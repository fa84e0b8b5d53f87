//! Mesh / NodeSelector (§4.7) — filter candidate peer nodes by required
//! labels, attempt dispatch in declared order, aggregate failures into a
//! `PlacementError`. Circuit-breaking around a flaky node is grounded on
//! the teacher's `resilience/circuit_breaker.rs`.

pub mod circuit_breaker;

use async_trait::async_trait;

use crate::error::{NodeFailure, PlacementError};
use crate::graph::Task;

pub use circuit_breaker::CircuitBreaker;

/// Labels/capabilities a peer node advertises at daemon start (§4.7).
#[derive(Debug, Clone)]
pub struct NodeCapabilities {
    pub labels: Vec<String>,
    pub cpu_cores: u32,
    pub memory_mb: u64,
    /// Coordinator-only nodes never execute tasks and never appear as
    /// candidates (§4.7).
    pub is_coordinator: bool,
}

#[derive(Debug, Clone)]
pub struct Node {
    pub name: String,
    pub capabilities: NodeCapabilities,
}

/// Dispatches a task to a single node. A real implementation talks RPC to
/// the peer; tests substitute a stub.
#[async_trait]
pub trait NodeDispatch: Send + Sync {
    async fn dispatch(&self, node: &Node, task: &Task) -> Result<(), String>;
}

/// Auto-detected base labels for this process's own node (§4.7): OS, arch,
/// plus any labels from `SYKLI_LABELS` (comma-separated).
pub fn local_labels() -> Vec<String> {
    let mut labels = vec![std::env::consts::OS.to_string(), std::env::consts::ARCH.to_string()];
    if let Ok(extra) = std::env::var("SYKLI_LABELS") {
        labels.extend(extra.split(',').map(str::trim).filter(|s| !s.is_empty()).map(str::to_string));
    }
    labels
}

/// §4.7 step 1: retain nodes whose labels are a superset of `task.requires`.
/// Coordinator-only nodes are excluded regardless of labels.
fn filter_candidates<'a>(nodes: &'a [Node], task: &Task) -> Vec<&'a Node> {
    nodes
        .iter()
        .filter(|n| !n.capabilities.is_coordinator)
        .filter(|n| task.requires.iter().all(|req| n.capabilities.labels.contains(req)))
        .collect()
}

/// Filter, then attempt dispatch to each candidate in order, stopping at the
/// first success (§4.7 steps 2-4).
pub async fn place(
    nodes: &[Node],
    task: &Task,
    dispatcher: &dyn NodeDispatch,
    breaker: Option<&CircuitBreaker>,
) -> Result<String, PlacementError> {
    let candidates = filter_candidates(nodes, task);

    if candidates.is_empty() {
        return Err(PlacementError {
            task_name: task.name.clone(),
            no_matching_nodes: true,
            required_labels: task.requires.clone(),
            available_nodes: nodes.iter().map(|n| n.name.clone()).collect(),
            failures: Vec::new(),
        });
    }

    let mut failures = Vec::new();
    for node in candidates {
        if let Some(breaker) = breaker {
            if !breaker.allow(&node.name) {
                failures.push(NodeFailure {
                    node: node.name.clone(),
                    reason: "circuit open: node recently failed repeatedly".to_string(),
                });
                continue;
            }
        }

        match dispatcher.dispatch(node, task).await {
            Ok(()) => {
                if let Some(breaker) = breaker {
                    breaker.record_success(&node.name);
                }
                return Ok(node.name.clone());
            }
            Err(reason) => {
                if let Some(breaker) = breaker {
                    breaker.record_failure(&node.name);
                }
                failures.push(NodeFailure { node: node.name.clone(), reason });
            }
        }
    }

    Err(PlacementError {
        task_name: task.name.clone(),
        no_matching_nodes: false,
        required_labels: task.requires.clone(),
        available_nodes: nodes.iter().map(|n| n.name.clone()).collect(),
        failures,
    })
}

#[cfg(test)]
mod tests {
    use super::*;

    struct AlwaysFails;
    #[async_trait]
    impl NodeDispatch for AlwaysFails {
        async fn dispatch(&self, _node: &Node, _task: &Task) -> Result<(), String> {
            Err("docker daemon unreachable".to_string())
        }
    }

    struct SucceedsOn(&'static str);
    #[async_trait]
    impl NodeDispatch for SucceedsOn {
        async fn dispatch(&self, node: &Node, _task: &Task) -> Result<(), String> {
            if node.name == self.0 {
                Ok(())
            } else {
                Err("rejected".to_string())
            }
        }
    }

    fn node(name: &str, labels: &[&str], coordinator: bool) -> Node {
        Node {
            name: name.to_string(),
            capabilities: NodeCapabilities {
                labels: labels.iter().map(|s| s.to_string()).collect(),
                cpu_cores: 4,
                memory_mb: 8192,
                is_coordinator: coordinator,
            },
        }
    }

    fn task(requires: &[&str]) -> Task {
        serde_json::from_value(serde_json::json!({
            "name": "deploy",
            "requires": requires,
        }))
        .unwrap()
    }

    #[tokio::test]
    async fn no_matching_nodes_reports_required_labels() {
        let nodes = vec![node("local", &["darwin", "arm64"], false), node("s1", &["linux", "docker"], false)];
        let task = task(&["quantum"]);
        let err = place(&nodes, &task, &AlwaysFails, None).await.unwrap_err();
        assert!(err.no_matching_nodes);
        assert_eq!(err.required_labels, vec!["quantum"]);
    }

    #[tokio::test]
    async fn dispatch_stops_at_first_success() {
        let nodes = vec![node("a", &["linux"], false), node("b", &["linux"], false)];
        let task = task(&["linux"]);
        let winner = place(&nodes, &task, &SucceedsOn("b"), None).await.unwrap();
        assert_eq!(winner, "b");
    }

    #[tokio::test]
    async fn coordinator_nodes_never_dispatch() {
        let nodes = vec![node("coord", &["linux"], true)];
        let task = task(&[]);
        let err = place(&nodes, &task, &AlwaysFails, None).await.unwrap_err();
        assert!(err.no_matching_nodes);
    }

    #[tokio::test]
    async fn all_failures_are_aggregated() {
        let nodes = vec![node("a", &[], false)];
        let err = place(&nodes, &task(&[]), &AlwaysFails, None).await.unwrap_err();
        assert_eq!(err.failures.len(), 1);
        assert!(err.hints().iter().any(|h| h.to_lowercase().contains("docker")));
    }
}
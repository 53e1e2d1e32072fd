//! Viewport transform control: anchored scaling, fit-to-viewport, and
//! scroll-wheel zoom.
//!
//! The transform itself lives in [`super::state::ViewportState`]; this module
//! owns every mutation of it.

use super::state::CanvasApp;
use crate::constants::{FIT_PADDING, MAX_ZOOM, MIN_ZOOM, WHEEL_ZOOM_STEP};
use eframe::egui;
use thiserror::Error;

/// Errors the viewport controller can report.
#[derive(Debug, Error, PartialEq, Eq)]
pub enum CanvasError {
    /// The canvas viewport has no measurable size, so content cannot be
    /// fitted into it.
    #[error("viewport has no measurable size")]
    ViewportUnavailable,
}

impl CanvasApp {
    /// Scales the canvas to the given absolute factor.
    ///
    /// Factors outside the valid zoom band `(0.15, sqrt(3)]` are silently
    /// ignored. When an anchor screen point is given, the canvas-space point
    /// under the anchor stays under it after rescaling; otherwise scaling is
    /// anchored at the origin.
    ///
    /// After an accepted scale the label counter-scale is recomputed as
    /// `1 + (1 - zoom) / (2 * zoom)` so rendered text size stays visually
    /// stable across zoom levels.
    ///
    /// # Arguments
    ///
    /// * `factor` - The absolute target scale
    /// * `anchor` - Optional screen-space point to anchor the scale at
    pub fn scale_to(&mut self, factor: f32, anchor: Option<egui::Pos2>) {
        if !(factor > MIN_ZOOM && factor <= MAX_ZOOM) {
            return;
        }

        if let Some(anchor) = anchor {
            // Keep the canvas point under the anchor stationary across the
            // scale change
            let canvas_before = self.viewport.screen_to_canvas(anchor);
            self.viewport.zoom = factor;
            let screen_after = self.viewport.canvas_to_screen(canvas_before);
            self.viewport.offset += anchor - screen_after;
        } else {
            self.viewport.zoom = factor;
        }

        self.viewport.label_scale = label_counter_scale(factor);
    }

    /// Fits all content into the visible viewport.
    ///
    /// Resets the translation, measures the content bounding box against the
    /// viewport minus a fixed padding, shrinks by the more constraining axis
    /// ratio (capped at 1:1 — fitting never zooms in), and centers the
    /// content. An empty scene resets the transform to identity.
    ///
    /// # Returns
    ///
    /// `Err(CanvasError::ViewportUnavailable)` when the viewport has zero
    /// width or height.
    pub fn fit_to_viewport(&mut self) -> Result<(), CanvasError> {
        let viewport = self.canvas_rect;
        if viewport.width() <= 0.0 || viewport.height() <= 0.0 {
            log::error!("cannot fit content: viewport has no measurable size");
            return Err(CanvasError::ViewportUnavailable);
        }

        self.viewport.offset = egui::Vec2::ZERO;

        let Some(bounds) = self.scene.content_bounds() else {
            self.viewport.zoom = 1.0;
            self.viewport.label_scale = 1.0;
            return Ok(());
        };

        let avail = viewport.shrink(FIT_PADDING);
        let ratio = (avail.width() / bounds.width()).min(avail.height() / bounds.height());
        // Cap at 1:1, and keep the result inside the valid zoom band
        let scale = ratio.clamp(MIN_ZOOM + 0.01, 1.0);

        self.viewport.zoom = scale;
        self.viewport.label_scale = label_counter_scale(scale);

        // Center the content bounding box in the viewport
        let scaled_center = bounds.center().to_vec2() * scale;
        self.viewport.offset = viewport.center().to_vec2() - scaled_center;

        Ok(())
    }

    /// Handles scroll-wheel zooming over the canvas.
    ///
    /// Steps the scale while keeping the hover point fixed in canvas space.
    /// Steps that would leave the valid zoom band are ignored.
    ///
    /// # Arguments
    ///
    /// * `ui` - The egui UI context
    /// * `response` - The response from the canvas widget
    pub fn handle_wheel_zoom(&mut self, ui: &egui::Ui, response: &egui::Response) {
        let scroll_delta = ui.input(|i| i.smooth_scroll_delta.y);
        if scroll_delta == 0.0 {
            return;
        }

        let Some(mouse_pos) = ui
            .input(|i| i.pointer.hover_pos())
            .or_else(|| response.interact_pointer_pos())
        else {
            return;
        };
        if !response.rect.contains(mouse_pos) {
            return;
        }

        let step = if scroll_delta > 0.0 {
            WHEEL_ZOOM_STEP
        } else {
            -WHEEL_ZOOM_STEP
        };
        self.scale_to(self.viewport.zoom + step, Some(mouse_pos));
    }
}

/// The counter-scale applied to label text at the given zoom.
pub fn label_counter_scale(zoom: f32) -> f32 {
    1.0 + (1.0 - zoom) / (2.0 * zoom)
}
----------------
# [Exercise]
Lines of the listing above that hold the string "response" should each be copied.

# [Answer]
    /// * `response` - The response from the canvas widget
    pub fn handle_wheel_zoom(&mut self, ui: &egui::Ui, response: &egui::Response) {
            .or_else(|| response.interact_pointer_pos())
        if !response.rect.contains(mouse_pos) {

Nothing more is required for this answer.